[What needs to be done]
Report every line of the records that includes the word "WalletTransactionView".

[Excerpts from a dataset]
use bigdecimal::{BigDecimal, Zero};
use chrono::Utc;
use diesel::prelude::*;
use diesel::PgConnection;
use log::debug;
use uuid::Uuid;

use crate::domain::errors::DomainError;
use crate::domain::wallet::{WalletPosting, WalletTransactionView, WalletTxnType};
use crate::schema::{wallet_accounts, wallet_transactions};

use super::models::{NewWalletTransactionRow, WalletAccountRow, WalletTransactionRow};

impl From<WalletTransactionRow> for WalletTransactionView {
    fn from(row: WalletTransactionRow) -> Self {
        WalletTransactionView {
            id: row.id,
            user_id: row.user_id,
            txn_type: row.txn_type,
            amount: row.amount,
            balance_before: row.balance_before,
            balance_after: row.balance_after,
            reference: row.reference,
            order_id: row.order_id,
            created_at: row.created_at,
        }
    }
}

/// A single balance movement to post.
#[derive(Debug, Clone)]
pub struct Posting<'a> {
    pub user_id: Uuid,
    pub amount: BigDecimal,
    pub txn_type: WalletTxnType,
    pub reference: &'a str,
    pub order_id: Option<Uuid>,
    pub remark: Option<String>,
}

// creates the account row, on conflict does nothing
fn ensure_account(conn: &mut PgConnection, user_id: Uuid) -> Result<bool, DomainError> {
    let created = diesel::insert_into(wallet_accounts::table)
        .values((
            wallet_accounts::user_id.eq(user_id),
            wallet_accounts::balance.eq(BigDecimal::zero()),
        ))
        .on_conflict(wallet_accounts::user_id)
        .do_nothing()
        .execute(conn)?;
    Ok(created > 0)
}

/// Add `amount` to the balance. Posting the same reference twice returns
/// the original transaction with `applied = false`.
pub fn credit(conn: &mut PgConnection, posting: Posting<'_>) -> Result<WalletPosting, DomainError> {
    if posting.amount <= BigDecimal::zero() {
        return Err(DomainError::InvalidInput("credit amount must be positive".into()));
    }
    post(conn, posting, Direction::Credit)
}

/// Take `amount` from the balance. Refuses to overdraw.
pub fn debit(conn: &mut PgConnection, posting: Posting<'_>) -> Result<WalletPosting, DomainError> {
    if posting.amount <= BigDecimal::zero() {
        return Err(DomainError::InvalidInput("debit amount must be positive".into()));
    }
    post(conn, posting, Direction::Debit)
}

#[derive(Clone, Copy)]
enum Direction {
    Credit,
    Debit,
}

fn post(
    conn: &mut PgConnection,
    posting: Posting<'_>,
    direction: Direction,
) -> Result<WalletPosting, DomainError> {
    ensure_account(conn, posting.user_id)?;

    conn.transaction::<_, DomainError, _>(|conn| {
        // load account and lock for update
        let account = wallet_accounts::table
            .filter(wallet_accounts::user_id.eq(posting.user_id))
            .select(WalletAccountRow::as_select())
            .for_update()
            .first(conn)?;

        // idempotency check
        let existing = wallet_transactions::table
            .filter(wallet_transactions::reference.eq(posting.reference))
            .select(WalletTransactionRow::as_select())
            .first(conn)
            .optional()?;
        if let Some(existing) = existing {
            debug!("Wallet reference {} already posted", posting.reference);
            return Ok(WalletPosting {
                transaction: existing.into(),
                applied: false,
            });
        }

        let signed = match direction {
            Direction::Credit => posting.amount.clone(),
            Direction::Debit => -posting.amount.clone(),
        };
        let balance_after = &account.balance + &signed;
        if balance_after < BigDecimal::zero() {
            return Err(DomainError::InsufficientBalance);
        }

        let row = diesel::insert_into(wallet_transactions::table)
            .values(&NewWalletTransactionRow {
                id: Uuid::new_v4(),
                user_id: posting.user_id,
                txn_type: posting.txn_type.as_str().to_string(),
                amount: signed,
                balance_before: account.balance.clone(),
                balance_after: balance_after.clone(),
                reference: posting.reference.to_string(),
                order_id: posting.order_id,
                remark: posting.remark.clone(),
            })
            .returning(WalletTransactionRow::as_returning())
            .get_result(conn)?;

        diesel::update(wallet_accounts::table.filter(wallet_accounts::user_id.eq(posting.user_id)))
            .set((
                wallet_accounts::balance.eq(balance_after),
                wallet_accounts::updated_at.eq(Utc::now()),
            ))
            .execute(conn)?;

        Ok(WalletPosting {
            transaction: row.into(),
            applied: true,
        })
    })
}

/// Current balance; zero for users who never had an account.
pub fn balance(conn: &mut PgConnection, user_id: Uuid) -> Result<BigDecimal, DomainError> {
    let balance = wallet_accounts::table
        .filter(wallet_accounts::user_id.eq(user_id))
        .select(wallet_accounts::balance)
        .first::<BigDecimal>(conn)
        .optional()?;
    Ok(balance.unwrap_or_else(BigDecimal::zero))
}

pub fn transactions(
    conn: &mut PgConnection,
    user_id: Uuid,
    limit: i64,
    offset: i64,
) -> Result<Vec<WalletTransactionView>, DomainError> {
    let rows = wallet_transactions::table
        .filter(wallet_transactions::user_id.eq(user_id))
        .order((wallet_transactions::created_at.desc(), wallet_transactions::id.desc()))
        .limit(limit)
        .offset(offset)
        .select(WalletTransactionRow::as_select())
        .load(conn)?;
    Ok(rows.into_iter().map(Into::into).collect())
}

pub fn find_by_reference(
    conn: &mut PgConnection,
    reference: &str,
) -> Result<Option<WalletTransactionView>, DomainError> {
    let row = wallet_transactions::table
        .filter(wallet_transactions::reference.eq(reference))
        .select(WalletTransactionRow::as_select())
        .first(conn)
        .optional()?;
    Ok(row.map(Into::into))
}

#[cfg(test)]
mod tests {
    use std::sync::{Arc, Barrier};
    use std::thread;

    use super::*;
    use crate::infrastructure::test_support::{dec, setup_db};

    fn posting<'a>(user_id: Uuid, amount: &str, txn_type: WalletTxnType, reference: &'a str) -> Posting<'a> {
        Posting {
            user_id,
            amount: dec(amount),
            txn_type,
            reference,
            order_id: None,
            remark: None,
        }
    }

    #[tokio::test]
    async fn credit_is_idempotent_per_reference() {
        let (_container, pool) = setup_db().await;
        let mut conn = pool.get().expect("conn");
        let user = Uuid::new_v4();

        let first = credit(&mut conn, posting(user, "100.00", WalletTxnType::Recharge, "recharge:R1")).unwrap();
        assert!(first.applied);
        let replay = credit(&mut conn, posting(user, "100.00", WalletTxnType::Recharge, "recharge:R1")).unwrap();
        assert!(!replay.applied);
        assert_eq!(replay.transaction.id, first.transaction.id);

        assert_eq!(balance(&mut conn, user).unwrap(), dec("100.00"));
        assert_eq!(transactions(&mut conn, user, 10, 0).unwrap().len(), 1);
    }

    #[tokio::test]
    async fn debit_refuses_to_overdraw() {
        let (_container, pool) = setup_db().await;
        let mut conn = pool.get().expect("conn");
        let user = Uuid::new_v4();
        credit(&mut conn, posting(user, "10.00", WalletTxnType::Adjustment, "adj:1")).unwrap();

        let result = debit(&mut conn, posting(user, "10.01", WalletTxnType::OrderPayment, "order-pay:X"));
        assert!(matches!(result, Err(DomainError::InsufficientBalance)));

        let ok = debit(&mut conn, posting(user, "4.00", WalletTxnType::OrderPayment, "order-pay:Y")).unwrap();
        assert_eq!(ok.transaction.amount, dec("-4.00"));
        assert_eq!(ok.transaction.balance_before, dec("10.00"));
        assert_eq!(ok.transaction.balance_after, dec("6.00"));
        assert_eq!(balance(&mut conn, user).unwrap(), dec("6.00"));
    }

    #[tokio::test]
    async fn unknown_user_has_zero_balance() {
        let (_container, pool) = setup_db().await;
        let mut conn = pool.get().expect("conn");
        assert_eq!(balance(&mut conn, Uuid::new_v4()).unwrap(), BigDecimal::zero());
    }

    #[tokio::test]
    async fn concurrent_replays_post_once() {
        let (_container, pool) = setup_db().await;
        let user = Uuid::new_v4();
        let barrier = Arc::new(Barrier::new(6));

        let handles: Vec<_> = (0..6)
            .map(|_| {
                let pool = pool.clone();
                let barrier = barrier.clone();
                thread::spawn(move || {
                    let mut conn = pool.get().expect("conn");
                    barrier.wait();
                    credit(
                        &mut conn,
                        posting(user, "25.00", WalletTxnType::LatePayment, "late-payment:P1"),
                    )
                    .expect("credit")
                    .applied
                })
            })
            .collect();
        let applied = handles
            .into_iter()
            .map(|h| h.join().expect("thread"))
            .filter(|applied| *applied)
            .count();

        assert_eq!(applied, 1);
        let mut conn = pool.get().expect("conn");
        assert_eq!(balance(&mut conn, user).unwrap(), dec("25.00"));
    }
}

[Answer for the task]
use crate::domain::wallet::{WalletPosting, WalletTransactionView, WalletTxnType};
impl From<WalletTransactionRow> for WalletTransactionView {
        WalletTransactionView {
) -> Result<Vec<WalletTransactionView>, DomainError> {
) -> Result<Option<WalletTransactionView>, DomainError> {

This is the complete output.